Compiler Errors: Workaround or Exit Early

Your goal is NOT to debug the compiler. If you hit an MLIR error or miscompile:

First: Try a workaround
- Restructure the kernel differently
- Use a different op combination
- Split into multiple simpler kernels
- Use TTNN for the problematic operation
If no workaround exists: Exit early
- Report the error clearly to the user
- Include the MLIR snippet that fails (from /tmp/ttlang_initial.mlir or /tmp/ttlang_final.mlir)
- Describe what you tried
- Do NOT spend time investigating compiler internals

Signs of a compiler bug (not your fault):

MLIR verification errors
Assertion failures in passes
Segfaults during compilation
Generated code that doesn't match the input semantics

Low-Level DSL: Test Everything

This is NOT PyTorch. TT-Lang is a low-level DSL where you directly control memory management and synchronization. Operations may have unexpected semantics:

Ops might write in place
Ops might take dataflow buffers as arguments
Ops might have different numerical behavior than PyTorch equivalents
Memory layouts matter (tilized, interleaved, etc.)

Do not assume PyTorch semantics. If you're unsure how an op behaves, TEST IT.

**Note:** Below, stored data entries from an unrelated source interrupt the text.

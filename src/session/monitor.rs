use super::SessionManager;
use crate::expiry::ExpiryPolicy;
use std::sync::Arc;
use std::time::Duration;
use tokio::sync::{mpsc, watch};
use tokio::task::JoinHandle;
use tokio::time::{interval, MissedTickBehavior};

/// Notifications for the view that owns the monitor
#[derive(Debug, Clone, PartialEq, Eq)]
pub enum MonitorEvent {
    /// Session is about to expire; shown once per danger window
    ExpiryWarning { minutes_remaining: i64 },
    Renewed { minutes_remaining: i64 },
    /// Renewal failed and the session has been torn down
    SessionEnded,
}

/// Background expiry check for one mounted view.
///
/// Dropping the monitor cancels its task.
pub struct SessionMonitor {
    handle: JoinHandle<()>,
    visible: watch::Sender<bool>,
}

impl SessionMonitor {
    pub fn spawn(
        session: Arc<SessionManager>,
        policy: ExpiryPolicy,
        period: Duration,
    ) -> (Self, mpsc::UnboundedReceiver<MonitorEvent>) {
        let (events_tx, events_rx) = mpsc::unbounded_channel();
        let (visible_tx, visible_rx) = watch::channel(true);

        let handle = tokio::spawn(run(session, policy, period, visible_rx, events_tx));

        (
            Self {
                handle,
                visible: visible_tx,
            },
            events_rx,
        )
    }

    /// Pause checks while hidden; a check runs right away on becoming visible
    pub fn set_visible(&self, visible: bool) {
        self.visible.send_replace(visible);
    }

    pub fn stop(self) {
        self.handle.abort();
    }
}

impl Drop for SessionMonitor {
    fn drop(&mut self) {
        self.handle.abort();
    }
}

async fn run(
    session: Arc<SessionManager>,
    policy: ExpiryPolicy,
    period: Duration,
    mut visible: watch::Receiver<bool>,
    events: mpsc::UnboundedSender<MonitorEvent>,
) {
    let mut ticker = interval(period);
    ticker.set_missed_tick_behavior(MissedTickBehavior::Delay);
    let mut warned = false;

    loop {
        if !*visible.borrow_and_update() {
            tracing::debug!("Session monitor paused");
            if visible.wait_for(|v| *v).await.is_err() {
                break;
            }
            tracing::debug!("Session monitor resumed");
            ticker.reset_immediately();
        }

        tokio::select! {
            _ = ticker.tick() => {}
            changed = visible.changed() => {
                if changed.is_err() {
                    break;
                }
                continue;
            }
        }

        if !check(&session, &policy, &mut warned, &events).await {
            break;
        }
    }

    tracing::debug!("Session monitor stopped");
}

/// One tick. Returns `false` once nobody is listening any more.
async fn check(
    session: &SessionManager,
    policy: &ExpiryPolicy,
    warned: &mut bool,
    events: &mpsc::UnboundedSender<MonitorEvent>,
) -> bool {
    // A refresh token alone still counts: the missing access token reads as expired
    if session.access_token().is_none() && !session.has_refresh_token() {
        return !events.is_closed();
    }

    let remaining = session.time_remaining_minutes();
    let decision = policy.evaluate(remaining, warned);
    tracing::debug!("Session check: {} minutes remaining", remaining);

    if decision.warn
        && events
            .send(MonitorEvent::ExpiryWarning {
                minutes_remaining: remaining,
            })
            .is_err()
    {
        return false;
    }

    if decision.refresh {
        let event = if session.renew_if_expiring(policy.refresh_at_minutes).await {
            let minutes_remaining = session.time_remaining_minutes();
            if minutes_remaining > policy.warn_at_minutes {
                *warned = false;
            }
            MonitorEvent::Renewed { minutes_remaining }
        } else {
            MonitorEvent::SessionEnded
        };

        if events.send(event).is_err() {
            return false;
        }
    }

    true
}

#[cfg(test)]
mod tests {
    use super::*;
    use crate::auth::jwt::test_tokens::token_expiring_in;
    use crate::auth::{MemoryStore, MockAuthApi, SessionStore, REFRESH_TOKEN_KEY, TOKEN_KEY};
    use crate::error::TrackerError;
    use crate::models::TokenPair;

    const PERIOD: Duration = Duration::from_secs(60);

    fn session_with(token: &str, api: MockAuthApi) -> (Arc<SessionManager>, Arc<MemoryStore>) {
        let store = Arc::new(MemoryStore::new());
        store.set(TOKEN_KEY, token).unwrap();
        store.set(REFRESH_TOKEN_KEY, "r-1").unwrap();
        (
            Arc::new(SessionManager::new(store.clone(), Arc::new(api))),
            store,
        )
    }

    #[tokio::test(start_paused = true)]
    async fn test_healthy_session_is_quiet() {
        let mut api = MockAuthApi::new();
        api.expect_refresh_token().times(0);
        let (session, _store) = session_with(&token_expiring_in(chrono::Duration::hours(1)), api);

        let (monitor, mut events) = SessionMonitor::spawn(session, ExpiryPolicy::default(), PERIOD);
        tokio::time::sleep(PERIOD * 3).await;

        assert!(events.try_recv().is_err());
        monitor.stop();
    }

    #[tokio::test(start_paused = true)]
    async fn test_warns_once_then_renews() {
        let mut api = MockAuthApi::new();
        api.expect_refresh_token().times(1).returning(|_| {
            Ok(TokenPair {
                token: token_expiring_in(chrono::Duration::minutes(30)),
                refresh_token: "r-2".to_string(),
            })
        });
        let (session, store) =
            session_with(&token_expiring_in(chrono::Duration::seconds(100)), api);

        let (_monitor, mut events) =
            SessionMonitor::spawn(session, ExpiryPolicy::default(), PERIOD);

        let first = events.recv().await.unwrap();
        assert_eq!(
            first,
            MonitorEvent::ExpiryWarning {
                minutes_remaining: 1
            }
        );

        match events.recv().await.unwrap() {
            MonitorEvent::Renewed { minutes_remaining } => assert!(minutes_remaining >= 29),
            other => panic!("unexpected event: {:?}", other),
        }
        assert_eq!(store.get(REFRESH_TOKEN_KEY).unwrap().as_deref(), Some("r-2"));
    }

    #[tokio::test(start_paused = true)]
    async fn test_failed_renewal_ends_session() {
        let mut api = MockAuthApi::new();
        api.expect_refresh_token().times(1).returning(|_| {
            Err(TrackerError::Api {
                status: 401,
                message: "expired".to_string(),
            })
        });
        let (session, store) =
            session_with(&token_expiring_in(-chrono::Duration::minutes(1)), api);

        let (_monitor, mut events) =
            SessionMonitor::spawn(session, ExpiryPolicy::default(), PERIOD);

        assert!(matches!(
            events.recv().await,
            Some(MonitorEvent::ExpiryWarning { .. })
        ));
        assert_eq!(events.recv().await, Some(MonitorEvent::SessionEnded));
        assert!(store.keys().is_empty());
    }

    #[tokio::test(start_paused = true)]
    async fn test_renews_when_only_refresh_token_is_stored() {
        let mut api = MockAuthApi::new();
        api.expect_refresh_token()
            .withf(|refresh_token| refresh_token == "r-1")
            .times(1)
            .returning(|_| {
                Ok(TokenPair {
                    token: token_expiring_in(chrono::Duration::minutes(30)),
                    refresh_token: "r-2".to_string(),
                })
            });
        let store = Arc::new(MemoryStore::new());
        store.set(REFRESH_TOKEN_KEY, "r-1").unwrap();
        let session = Arc::new(SessionManager::new(store.clone(), Arc::new(api)));

        let (_monitor, mut events) =
            SessionMonitor::spawn(session, ExpiryPolicy::default(), PERIOD);

        assert_eq!(
            events.recv().await,
            Some(MonitorEvent::ExpiryWarning {
                minutes_remaining: 0
            })
        );
        match events.recv().await.unwrap() {
            MonitorEvent::Renewed { minutes_remaining } => assert!(minutes_remaining >= 29),
            other => panic!("unexpected event: {:?}", other),
        }
        assert!(store.get(TOKEN_KEY).unwrap().is_some());
        assert_eq!(store.get(REFRESH_TOKEN_KEY).unwrap().as_deref(), Some("r-2"));
    }

    #[tokio::test(start_paused = true)]
    async fn test_empty_store_is_quiet() {
        let mut api = MockAuthApi::new();
        api.expect_refresh_token().times(0);
        let session = Arc::new(SessionManager::new(
            Arc::new(MemoryStore::new()),
            Arc::new(api),
        ));

        let (monitor, mut events) = SessionMonitor::spawn(session, ExpiryPolicy::default(), PERIOD);
        tokio::time::sleep(PERIOD * 3).await;

        assert!(events.try_recv().is_err());
        monitor.stop();
    }

    #[tokio::test(start_paused = true)]
    async fn test_hidden_view_skips_checks() {
        let mut api = MockAuthApi::new();
        api.expect_refresh_token().times(0);
        // Inside the warn window but above the refresh watermark
        let expires_in = chrono::Duration::minutes(3) + chrono::Duration::seconds(30);
        let (session, _store) = session_with(&token_expiring_in(expires_in), api);

        let (monitor, mut events) =
            SessionMonitor::spawn(session, ExpiryPolicy::default(), PERIOD);
        monitor.set_visible(false);
        tokio::time::sleep(PERIOD * 2).await;
        // The first tick may already have fired before the pause took effect
        let before = std::iter::from_fn(|| events.try_recv().ok()).count();
        assert!(before <= 1);

        tokio::time::sleep(PERIOD * 5).await;
        assert!(events.try_recv().is_err());
    }

    #[tokio::test(start_paused = true)]
    async fn test_stop_cancels_task() {
        let api = MockAuthApi::new();
        let (session, _store) = session_with(&token_expiring_in(chrono::Duration::hours(1)), api);

        let (monitor, mut events) = SessionMonitor::spawn(session, ExpiryPolicy::default(), PERIOD);
        monitor.stop();

        // Sender dropped with the aborted task
        assert_eq!(events.recv().await, None);
    }
}
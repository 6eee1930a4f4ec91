// Token handling: JWT inspection, session storage, auth endpoints
mod client;
pub mod jwt;
mod store;

#[cfg(test)]
pub use client::MockAuthApi;
pub use client::{AuthApi, HttpAuthApi};
pub use store::{
    FileStore, MemoryStore, SessionStore, OPERARIO_KEY, REFRESH_TOKEN_KEY, SESSION_KEYS,
    TOKEN_KEY, USER_KEY,
};
pub mod cedula;
pub mod completions;
pub mod config;
pub mod jornada;
pub mod login;
pub mod logout;
pub mod refresh;
pub mod status;
pub mod tiempo;
pub mod watch;
use crate::cli::{Cli, Shell};
use clap::CommandFactory;
use clap_complete::{generate, Shell as ClapShell};
use std::io::{self, Write};

const BIN_NAME: &str = "jornada";

impl From<Shell> for ClapShell {
    fn from(shell: Shell) -> Self {
        match shell {
            Shell::Bash => ClapShell::Bash,
            Shell::Zsh => ClapShell::Zsh,
            Shell::Fish => ClapShell::Fish,
            Shell::PowerShell => ClapShell::PowerShell,
            Shell::Elvish => ClapShell::Elvish,
        }
    }
}

pub fn execute(shell: Shell) {
    write_completions(shell, &mut io::stdout());
}

fn write_completions(shell: Shell, out: &mut dyn Write) {
    tracing::debug!("Generating {:?} completions", shell);
    generate(ClapShell::from(shell), &mut Cli::command(), BIN_NAME, out);
}

#[cfg(test)]
mod tests {
    use super::*;

    #[test]
    fn test_bash_completions_cover_subcommands() {
        let mut out = Vec::new();
        write_completions(Shell::Bash, &mut out);

        let script = String::from_utf8(out).unwrap();
        for subcommand in ["tiempo", "jornada", "cedula", "watch", "logout"] {
            assert!(script.contains(subcommand), "missing {}", subcommand);
        }
    }
}
//! Decode-only JWT inspection.
//!
//! The payload is read without verifying the signature: the client never
//! holds the signing key, so these helpers only drive UI timing and renewal.
//! Authorization decisions stay on the server.

use base64::engine::general_purpose::{URL_SAFE, URL_SAFE_NO_PAD};
use base64::Engine;
use chrono::{DateTime, Utc};
use serde::Deserialize;

#[derive(Debug, Clone, Deserialize)]
pub struct Claims {
    /// Expiry, seconds since the epoch. NumericDate may carry a fraction.
    pub exp: f64,
}

impl Claims {
    /// Whole seconds of `exp`, saturating at the `i64` range
    pub fn exp_secs(&self) -> i64 {
        self.exp.floor() as i64
    }
}

/// Decode the payload segment. `None` on any malformed input.
pub fn decode_claims(token: &str) -> Option<Claims> {
    let mut segments = token.trim().split('.');
    let (Some(_header), Some(payload), Some(_signature), None) = (
        segments.next(),
        segments.next(),
        segments.next(),
        segments.next(),
    ) else {
        tracing::debug!("Token does not have three segments");
        return None;
    };

    let bytes = URL_SAFE_NO_PAD
        .decode(payload)
        .or_else(|_| URL_SAFE.decode(payload))
        .map_err(|e| tracing::debug!("Token payload is not base64url: {}", e))
        .ok()?;

    serde_json::from_slice(&bytes)
        .map_err(|e| tracing::debug!("Token payload is not valid claims JSON: {}", e))
        .ok()
}

/// True when `exp` has passed or the token cannot be decoded
pub fn is_expired(token: &str) -> bool {
    is_expired_at(token, Utc::now())
}

pub fn is_expired_at(token: &str, now: DateTime<Utc>) -> bool {
    match decode_claims(token) {
        Some(claims) => claims.exp_secs() <= now.timestamp(),
        None => true,
    }
}

/// Whole minutes until expiry, 0 when expired or undecodable
pub fn time_remaining_minutes(token: &str) -> i64 {
    time_remaining_minutes_at(token, Utc::now())
}

pub fn time_remaining_minutes_at(token: &str, now: DateTime<Utc>) -> i64 {
    decode_claims(token)
        .map(|claims| claims.exp_secs().saturating_sub(now.timestamp()).max(0) / 60)
        .unwrap_or(0)
}
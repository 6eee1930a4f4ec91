use crate::cli::open_session;
use crate::error::Result;

pub async fn execute(api_url: Option<String>, cedula: &str) -> Result<()> {
    let (_config, session) = open_session(api_url)?;

    let operario = session.validate_cedula(cedula).await?;

    println!("✓ Cédula validated");
    println!("  Operario: {} ({})", operario.nombre, operario.cedula);
    println!(
        "  Session valid for {} minutes",
        session.time_remaining_minutes()
    );

    Ok(())
}
use crate::cli::ConfigCommand;
use crate::config::Config;
use crate::error::Result;

pub fn execute(command: ConfigCommand) -> Result<()> {
    match command {
        ConfigCommand::Init => {
            Config::create_sample()?;
        }
        ConfigCommand::Path => {
            let config_path = Config::config_file_path()?;
            println!("Config file path: {}", config_path.display());

            if config_path.exists() {
                println!("Status: File exists");

                match Config::load() {
                    Ok(config) => {
                        println!("Valid: Yes");
                        match config.base_url() {
                            Ok(base_url) => {
                                println!("\nBackend: {}", base_url);
                                println!(
                                    "Session checks every {}s, warn at {} min, renew at {} min",
                                    config.session.check_interval_secs,
                                    config.session.warn_minutes,
                                    config.session.refresh_minutes
                                );
                            }
                            Err(_) => println!("Complete: No (missing api.base_url)"),
                        }
                    }
                    Err(e) => {
                        println!("Valid: No");
                        println!("Error: {}", e);
                    }
                }
            } else {
                println!("Status: File does not exist");
                println!("\nTo create a sample config file, run:");
                println!("  jornada config init");
            }
        }
    }

    Ok(())
}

Debug Strategy: Isolate and Print

You cannot print or assert inside kernels. Instead:

Test ops in isolation - Write a minimal kernel with just one op
Print tensors before/after - Use print(ttnn.to_torch(tensor)) after the kernel runs
Compare against expected - Compute the expected result in PyTorch and compare
Build up incrementally - Once one op works, add the next

# Example: Testing an op in isolation
@ttl.kernel(grid=(1, 1))
def test_single_op(inp, out):
    inp_dfb = ttl.make_dataflow_buffer_like(inp, shape=(1, 1), buffer_factor=2)
    out_dfb = ttl.make_dataflow_buffer_like(out, shape=(1, 1), buffer_factor=2)

    @ttl.compute()
    def compute():
        with inp_dfb.wait() as x:
            with out_dfb.reserve() as o:
                result = ttl.math.exp(x)  # Test just this one op
                o.store(result)
    # ... dm_read, dm_write ...

# After running:
print("Input:", ttnn.to_torch(inp_tensor))
print("Output:", ttnn.to_torch(out_tensor))
print("Expected:", torch.exp(inp_torch))

Iterate as much as you need. There is no limit on test runs. If behavior is unexpected, simplify further until you understand what's happening.

Debugging Tips

Start in isolation: Test one op at a time before combining
Print tensors: Always print input/output to verify behavior
Check shapes: All dimensions must be multiples of 32
Verify DFB balance: Every wait() needs pop(), every reserve() needs push()
Read the log: Always check /tmp/ttlang_test_output.log after each run
Check MLIR: Use /tmp/ttlang_initial.mlir and /tmp/ttlang_final.mlir for compiler issues

Debug Printing (dprint)

See TTLangSpecification.md, Section 10.2 for using print inside thread functions to inspect tensors, blocks, and dataflow buffer state.

CB Threading Rules (Deadlock Debugging)

Each DFB has exactly one producer (reserve+push) and one consumer (wait+pop). The three threads (dm_read, compute, dm_write) all start simultaneously and run until they block.

Rule 1: One producer, one consumer per DFB. A DFB flows between two threads (dm_read->compute or compute->dm_write) or is thread-local (compute->compute).
Rule 2: A DFB cannot have two producers. If dm_read reserves on a DFB, compute CANNOT also reserve on it. Violation causes interleaved data or deadlock.
Rule 3: Thread-local accumulators must be initialized in compute, not DM. The first iteration uses reserve() with an initial value; subsequent iterations use wait() + reserve() self-cycle.
Rule 4: Check every DFB appears in exactly two threads (or one if local). For each DFB, list which threads call reserve() (producer) and wait() (consumer). If any DFB has reserve() in two different threads, that's a bug.

If a kernel deadlocks, check for DFBs that have reserve() in both dm_read and compute. That's the most common cause.